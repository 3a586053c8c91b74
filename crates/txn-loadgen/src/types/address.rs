//! Account address type.
//!
//! Addresses are 8-byte values, displayed as 16 hexadecimal characters with a
//! `0x` prefix.

use crate::error::{LoadError, LoadResult};
use serde::{Deserialize, Deserializer, Serialize, Serializer};
use std::fmt;
use std::str::FromStr;

/// The length of an account address in bytes.
pub const ADDRESS_LENGTH: usize = 8;

/// An 8-byte account address.
///
/// # Example
///
/// ```rust
/// use txn_loadgen::types::Address;
///
/// let addr = Address::from_hex("0xf8d6e0586b0a20c7").unwrap();
/// assert_eq!(addr.to_string(), "0xf8d6e0586b0a20c7");
///
/// // Short input is zero-padded on the left.
/// let addr = Address::from_hex("0x1").unwrap();
/// assert_eq!(addr.to_string(), "0x0000000000000001");
/// ```
#[derive(Clone, Copy, PartialEq, Eq, PartialOrd, Ord, Hash, Default)]
pub struct Address([u8; ADDRESS_LENGTH]);

impl Address {
    /// The "zero" address (all zeros).
    pub const ZERO: Self = Self([0u8; ADDRESS_LENGTH]);

    /// Creates an address from a byte array.
    pub const fn new(bytes: [u8; ADDRESS_LENGTH]) -> Self {
        Self(bytes)
    }

    /// Creates an address from a hex string (with or without `0x` prefix).
    pub fn from_hex(hex_str: &str) -> LoadResult<Self> {
        let hex_str = hex_str
            .strip_prefix("0x")
            .or_else(|| hex_str.strip_prefix("0X"))
            .unwrap_or(hex_str);

        if hex_str.is_empty() {
            return Err(LoadError::InvalidAddress(
                "address must contain at least one hex digit".to_string(),
            ));
        }
        if hex_str.len() > ADDRESS_LENGTH * 2 {
            return Err(LoadError::InvalidAddress(format!(
                "address too long: {} characters (max {})",
                hex_str.len(),
                ADDRESS_LENGTH * 2
            )));
        }

        let padded = format!("{:0>16}", hex_str);
        let bytes = hex::decode(padded)?;
        Self::from_bytes(bytes)
    }

    /// Creates an address from a byte slice.
    pub fn from_bytes<T: AsRef<[u8]>>(bytes: T) -> LoadResult<Self> {
        let bytes = bytes.as_ref();
        if bytes.len() != ADDRESS_LENGTH {
            return Err(LoadError::InvalidAddress(format!(
                "expected {} bytes, got {}",
                ADDRESS_LENGTH,
                bytes.len()
            )));
        }
        let mut address = [0u8; ADDRESS_LENGTH];
        address.copy_from_slice(bytes);
        Ok(Self(address))
    }

    /// Returns the address as a byte slice.
    pub fn as_bytes(&self) -> &[u8] {
        &self.0
    }

    /// Returns the address as a hex string with `0x` prefix.
    pub fn to_hex(&self) -> String {
        format!("0x{}", hex::encode(self.0))
    }

    /// Returns the address as a hex string without prefix, the form used
    /// when substituting contract addresses into scripts.
    pub fn to_hex_unprefixed(&self) -> String {
        hex::encode(self.0)
    }
}

impl fmt::Debug for Address {
    fn fmt(&self, f: &mut fmt::Formatter<'_>) -> fmt::Result {
        write!(f, "Address({})", self.to_hex())
    }
}

impl fmt::Display for Address {
    fn fmt(&self, f: &mut fmt::Formatter<'_>) -> fmt::Result {
        write!(f, "{}", self.to_hex())
    }
}

impl FromStr for Address {
    type Err = LoadError;

    fn from_str(s: &str) -> Result<Self, Self::Err> {
        Self::from_hex(s)
    }
}

impl Serialize for Address {
    fn serialize<S>(&self, serializer: S) -> Result<S::Ok, S::Error>
    where
        S: Serializer,
    {
        serializer.serialize_str(&self.to_hex())
    }
}

impl<'de> Deserialize<'de> for Address {
    fn deserialize<D>(deserializer: D) -> Result<Self, D::Error>
    where
        D: Deserializer<'de>,
    {
        let s = String::deserialize(deserializer)?;
        Self::from_hex(&s).map_err(serde::de::Error::custom)
    }
}

/// Encodes as an 8-byte string, as addresses appear in transaction payloads.
impl rlp::Encodable for Address {
    fn rlp_append(&self, s: &mut rlp::RlpStream) {
        s.append(&self.0.to_vec());
    }
}

impl From<[u8; ADDRESS_LENGTH]> for Address {
    fn from(bytes: [u8; ADDRESS_LENGTH]) -> Self {
        Self(bytes)
    }
}
use crate::account::Account;
use crate::types::Address;
use rand::seq::index;
use rand::Rng;

/// Accounts known to the scheduler, split into those idle and those with a
/// transfer outstanding.
///
/// `available() + engaged() == total()` holds across every operation.
#[derive(Debug, Default)]
pub struct AccountPool {
    available: Vec<Account>,
    engaged: usize,
}

impl AccountPool {
    /// Creates an empty pool.
    pub fn new() -> Self {
        Self::default()
    }

    /// Adds a newly created account as available.
    pub fn add(&mut self, account: Account) {
        self.available.push(account);
    }

    /// Picks two distinct available accounts uniformly at random. The sender
    /// leaves the pool until checked back in; the receiver stays available.
    pub fn checkout_pair<R: Rng + ?Sized>(&mut self, rng: &mut R) -> Option<(Account, Address)> {
        if self.available.len() < 2 {
            return None;
        }

        let picked = index::sample(rng, self.available.len(), 2);
        let (sender, receiver) = (picked.index(0), picked.index(1));
        let receiver = self.available[receiver].address();
        let sender = self.available.swap_remove(sender);
        self.engaged += 1;
        Some((sender, receiver))
    }

    /// Returns a sender to the pool.
    pub fn check_in(&mut self, account: Account) {
        self.engaged = self.engaged.saturating_sub(1);
        self.available.push(account);
    }

    /// Accounts idle.
    pub fn available(&self) -> usize {
        self.available.len()
    }

    /// Accounts with a transfer outstanding.
    pub fn engaged(&self) -> usize {
        self.engaged
    }

    /// All known accounts.
    pub fn total(&self) -> usize {
        self.available.len() + self.engaged
    }
}
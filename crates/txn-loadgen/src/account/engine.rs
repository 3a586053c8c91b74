//! Nonce-sequenced submission for a single account.
//!
//! Many transactions from one account can be in flight at once. Each
//! submission holds a shared slot on the account's gate from admission until
//! its result is known. When a submission ends badly the local nonce can no
//! longer be trusted, so a resync takes the gate exclusively: new admissions
//! wait, every in-flight slot drains, and the nonce is overwritten with the
//! network's value before the gate reopens.
//!
//! The gate is a [`tokio::sync::RwLock`], which queues fairly, so once a
//! resync is waiting no new submission can slip in ahead of it.

use crate::client::ChainClient;
use crate::config::AccountOptions;
use crate::crypto::Signer;
use crate::error::{LoadError, LoadResult};
use crate::retry::{RetryConfig, RetryExecutor, RetryScope};
use crate::types::{Address, Identifier, Outcome, Transaction, TransactionResult};
use std::sync::atomic::{AtomicBool, AtomicU64, AtomicUsize, Ordering};
use std::sync::{Arc, Mutex};
use std::time::Duration;
use tokio::sync::{OwnedRwLockReadGuard, RwLock};
use tokio_util::sync::CancellationToken;
use tracing::{debug, error, info, warn};

/// Run-wide halt signal, shared by a root and every account it mints. Fired
/// when an account's nonce can no longer be recovered.
#[derive(Debug, Default)]
pub(crate) struct HaltSignal {
    token: CancellationToken,
    reason: Mutex<Option<LoadError>>,
}

impl HaltSignal {
    pub(crate) fn new() -> Arc<Self> {
        Arc::new(Self::default())
    }

    pub(crate) fn is_halted(&self) -> bool {
        self.token.is_cancelled()
    }

    pub(crate) fn token(&self) -> CancellationToken {
        self.token.clone()
    }

    /// Records the first reason and fires the signal.
    fn halt(&self, reason: LoadError) {
        if let Ok(mut slot) = self.reason.lock() {
            if slot.is_none() {
                *slot = Some(reason);
            }
        }
        self.token.cancel();
    }

    /// Takes the recorded reason, falling back to a generic halt of `address`.
    pub(crate) fn take_reason(&self, address: Address) -> LoadError {
        self.reason
            .lock()
            .ok()
            .and_then(|mut slot| slot.take())
            .unwrap_or(LoadError::AccountHalted(address))
    }
}

/// A shared hold on the gate for one submission. Dropping it releases the
/// hold and the in-flight count.
struct Slot {
    _guard: OwnedRwLockReadGuard<()>,
    in_flight: Arc<AtomicUsize>,
}

impl Drop for Slot {
    fn drop(&mut self) {
        self.in_flight.fetch_sub(1, Ordering::SeqCst);
    }
}

pub(crate) struct SubmissionEngine {
    /// Account address. Never changes.
    address: Address,
    /// Key index used for the proposal key and the envelope signature.
    key_index: u32,
    signer: Box<dyn Signer>,
    client: Arc<dyn ChainClient>,
    poll_interval: Duration,
    resync_retry: RetryConfig,
    /// Next sequence number to assign.
    nonce: AtomicU64,
    /// Submissions read, resync writes.
    gate: Arc<RwLock<()>>,
    in_flight: Arc<AtomicUsize>,
    /// Set from the first resync request until that resync finishes.
    resync_requested: AtomicBool,
    halt: Arc<HaltSignal>,
}

impl SubmissionEngine {
    pub(crate) fn new(
        address: Address,
        signer: Box<dyn Signer>,
        starting_nonce: u64,
        client: Arc<dyn ChainClient>,
        options: &AccountOptions,
        halt: Arc<HaltSignal>,
    ) -> Arc<Self> {
        Arc::new(Self {
            address,
            key_index: options.key_index,
            signer,
            client,
            poll_interval: options.poll_interval,
            resync_retry: options.resync_retry.clone(),
            nonce: AtomicU64::new(starting_nonce),
            gate: Arc::new(RwLock::new(())),
            in_flight: Arc::new(AtomicUsize::new(0)),
            resync_requested: AtomicBool::new(false),
            halt,
        })
    }

    pub(crate) fn address(&self) -> Address {
        self.address
    }

    pub(crate) fn nonce(&self) -> u64 {
        self.nonce.load(Ordering::SeqCst)
    }

    pub(crate) fn in_flight(&self) -> usize {
        self.in_flight.load(Ordering::SeqCst)
    }

    pub(crate) fn resync_pending(&self) -> bool {
        self.resync_requested.load(Ordering::SeqCst)
    }

    pub(crate) fn halt(&self) -> &Arc<HaltSignal> {
        &self.halt
    }

    pub(crate) fn client(&self) -> &Arc<dyn ChainClient> {
        &self.client
    }

    /// Waits for a shared hold on the gate.
    async fn admit(&self) -> LoadResult<Slot> {
        if self.halt.is_halted() {
            return Err(LoadError::AccountHalted(self.address));
        }

        let halt = self.halt.token();
        let guard = tokio::select! {
            guard = self.gate.clone().read_owned() => guard,
            _ = halt.cancelled() => return Err(LoadError::AccountHalted(self.address)),
        };
        if self.halt.is_halted() {
            return Err(LoadError::AccountHalted(self.address));
        }

        self.in_flight.fetch_add(1, Ordering::SeqCst);
        Ok(Slot {
            _guard: guard,
            in_flight: self.in_flight.clone(),
        })
    }

    /// Binds, signs and sends `transaction`, then polls its result in a
    /// background task.
    ///
    /// Returns the transaction ID once the network accepted it. On `Ok`,
    /// exactly one of the callbacks fires exactly once; on `Err`, neither does.
    pub(crate) async fn submit<S, F>(
        self: &Arc<Self>,
        mut transaction: Transaction,
        on_sealed: S,
        on_failed: F,
    ) -> LoadResult<Identifier>
    where
        S: FnOnce(TransactionResult) + Send + 'static,
        F: FnOnce(LoadError) + Send + 'static,
    {
        let slot = self.admit().await?;

        // No nonce is consumed yet, so a failure here needs no resync.
        let header = match self.client.latest_block_header().await {
            Ok(header) => header,
            Err(e) => {
                warn!(sender = %self.address, error = %e, "Failed to fetch reference block");
                return Err(e);
            }
        };

        let sequence_number = self.nonce.fetch_add(1, Ordering::SeqCst);
        transaction
            .set_payer(self.address)
            .set_proposal_key(self.address, self.key_index, sequence_number)
            .add_authorizer(self.address)
            .set_reference_block_id(header.id);

        if let Err(e) =
            transaction.sign_envelope(self.address, self.key_index, self.signer.as_ref())
        {
            error!(
                sender = %self.address,
                sequence_number,
                error = %e,
                "Failed to sign transaction"
            );
            self.request_resync();
            drop(slot);
            return Err(e);
        }

        let id = match self.client.send_transaction(&transaction).await {
            Ok(id) => id,
            Err(e) => {
                warn!(
                    sender = %self.address,
                    sequence_number,
                    error = %e,
                    "Transaction submission failed"
                );
                self.request_resync();
                drop(slot);
                return Err(e);
            }
        };

        debug!(
            sender = %self.address,
            sequence_number,
            reference_height = header.height,
            txn_id = %id,
            "Transaction submitted"
        );

        let engine = self.clone();
        tokio::spawn(async move {
            engine
                .poll(id, sequence_number, slot, on_sealed, on_failed)
                .await;
        });

        Ok(id)
    }

    async fn poll<S, F>(
        self: Arc<Self>,
        id: Identifier,
        sequence_number: u64,
        slot: Slot,
        on_sealed: S,
        on_failed: F,
    ) where
        S: FnOnce(TransactionResult) + Send + 'static,
        F: FnOnce(LoadError) + Send + 'static,
    {
        let halt = self.halt.token();
        loop {
            tokio::select! {
                _ = tokio::time::sleep(self.poll_interval) => {}
                _ = halt.cancelled() => {
                    drop(slot);
                    on_failed(LoadError::AccountHalted(self.address));
                    return;
                }
            }

            let outcome = match self.client.transaction_result(&id).await {
                Ok(result) => result.outcome(&id),
                Err(e) => Outcome::Failed(e),
            };

            match outcome {
                Outcome::InProgress => continue,
                Outcome::Sealed(result) => {
                    debug!(
                        sender = %self.address,
                        sequence_number,
                        txn_id = %id,
                        "Transaction sealed"
                    );
                    drop(slot);
                    on_sealed(result);
                    return;
                }
                Outcome::Failed(e) => {
                    warn!(
                        sender = %self.address,
                        sequence_number,
                        txn_id = %id,
                        error = %e,
                        "Transaction failed"
                    );
                    self.request_resync();
                    drop(slot);
                    on_failed(e);
                    return;
                }
            }
        }
    }

    /// Schedules a resync unless one is already pending. Callers holding a
    /// slot must request before releasing it so the resync drains behind them.
    fn request_resync(self: &Arc<Self>) {
        if self
            .resync_requested
            .compare_exchange(false, true, Ordering::SeqCst, Ordering::SeqCst)
            .is_err()
        {
            debug!(sender = %self.address, "Resync already pending");
            return;
        }

        let engine = self.clone();
        tokio::spawn(async move { engine.resync().await });
    }

    async fn resync(&self) {
        let _exclusive = self.gate.write().await;
        debug!(sender = %self.address, "Gate drained, fetching sequence number");

        let executor = RetryExecutor::new(self.resync_retry.clone(), RetryScope::Resync);
        let fetched = executor
            .execute(|| self.client.account_sequence_number(self.address, self.key_index))
            .await;

        match fetched {
            Ok(sequence_number) => {
                let previous = self.nonce.swap(sequence_number, Ordering::SeqCst);
                info!(
                    sender = %self.address,
                    previous,
                    sequence_number,
                    "Resynchronized sequence number"
                );
            }
            Err(e) => {
                error!(
                    sender = %self.address,
                    error = %e,
                    "Failed to resynchronize sequence number, halting"
                );
                self.halt.halt(LoadError::ResyncFailed {
                    address: self.address,
                    message: e.to_string(),
                });
            }
        }

        self.resync_requested.store(false, Ordering::SeqCst);
    }
}
use std::sync::atomic::{AtomicU64, Ordering};

/// A ceiling on transactions issued by one run.
///
/// Increments that would exceed the ceiling are refused, so the number issued
/// never goes past the limit even under concurrent callers.
#[derive(Debug)]
pub struct Budget {
    limit: u64,
    issued: AtomicU64,
    accounts_created: AtomicU64,
}

impl Budget {
    /// Creates a budget of `limit` transactions.
    pub fn new(limit: u64) -> Self {
        Self {
            limit,
            issued: AtomicU64::new(0),
            accounts_created: AtomicU64::new(0),
        }
    }

    /// Takes one unit. Returns false once the budget is spent.
    pub fn try_issue(&self) -> bool {
        self.issued
            .fetch_update(Ordering::SeqCst, Ordering::SeqCst, |issued| {
                (issued < self.limit).then_some(issued + 1)
            })
            .is_ok()
    }

    /// Takes one unit for an account creation.
    pub fn try_issue_creation(&self) -> bool {
        let issued = self.try_issue();
        if issued {
            self.accounts_created.fetch_add(1, Ordering::SeqCst);
        }
        issued
    }

    /// The ceiling.
    pub fn limit(&self) -> u64 {
        self.limit
    }

    /// Units taken so far.
    pub fn issued(&self) -> u64 {
        self.issued.load(Ordering::SeqCst)
    }

    /// Units taken for account creations.
    pub fn accounts_created(&self) -> u64 {
        self.accounts_created.load(Ordering::SeqCst)
    }

    /// Units left.
    pub fn remaining(&self) -> u64 {
        self.limit.saturating_sub(self.issued())
    }

    /// Whether every unit has been taken.
    pub fn is_exhausted(&self) -> bool {
        self.remaining() == 0
    }
}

-- Activity --
Would you quote everything above from the line containing "must contain at" down to the line containing "impl<'de> Deserialize<'de> for"? Include both of those lines and nothing else.

-- Written solution --
                "address must contain at least one hex digit".to_string(),
            ));
        }
        if hex_str.len() > ADDRESS_LENGTH * 2 {
            return Err(LoadError::InvalidAddress(format!(
                "address too long: {} characters (max {})",
                hex_str.len(),
                ADDRESS_LENGTH * 2
            )));
        }

        let padded = format!("{:0>16}", hex_str);
        let bytes = hex::decode(padded)?;
        Self::from_bytes(bytes)
    }

    /// Creates an address from a byte slice.
    pub fn from_bytes<T: AsRef<[u8]>>(bytes: T) -> LoadResult<Self> {
        let bytes = bytes.as_ref();
        if bytes.len() != ADDRESS_LENGTH {
            return Err(LoadError::InvalidAddress(format!(
                "expected {} bytes, got {}",
                ADDRESS_LENGTH,
                bytes.len()
            )));
        }
        let mut address = [0u8; ADDRESS_LENGTH];
        address.copy_from_slice(bytes);
        Ok(Self(address))
    }

    /// Returns the address as a byte slice.
    pub fn as_bytes(&self) -> &[u8] {
        &self.0
    }

    /// Returns the address as a hex string with `0x` prefix.
    pub fn to_hex(&self) -> String {
        format!("0x{}", hex::encode(self.0))
    }

    /// Returns the address as a hex string without prefix, the form used
    /// when substituting contract addresses into scripts.
    pub fn to_hex_unprefixed(&self) -> String {
        hex::encode(self.0)
    }
}

impl fmt::Debug for Address {
    fn fmt(&self, f: &mut fmt::Formatter<'_>) -> fmt::Result {
        write!(f, "Address({})", self.to_hex())
    }
}

impl fmt::Display for Address {
    fn fmt(&self, f: &mut fmt::Formatter<'_>) -> fmt::Result {
        write!(f, "{}", self.to_hex())
    }
}

impl FromStr for Address {
    type Err = LoadError;

    fn from_str(s: &str) -> Result<Self, Self::Err> {
        Self::from_hex(s)
    }
}

impl Serialize for Address {
    fn serialize<S>(&self, serializer: S) -> Result<S::Ok, S::Error>
    where
        S: Serializer,
    {
        serializer.serialize_str(&self.to_hex())
    }
}

impl<'de> Deserialize<'de> for Address {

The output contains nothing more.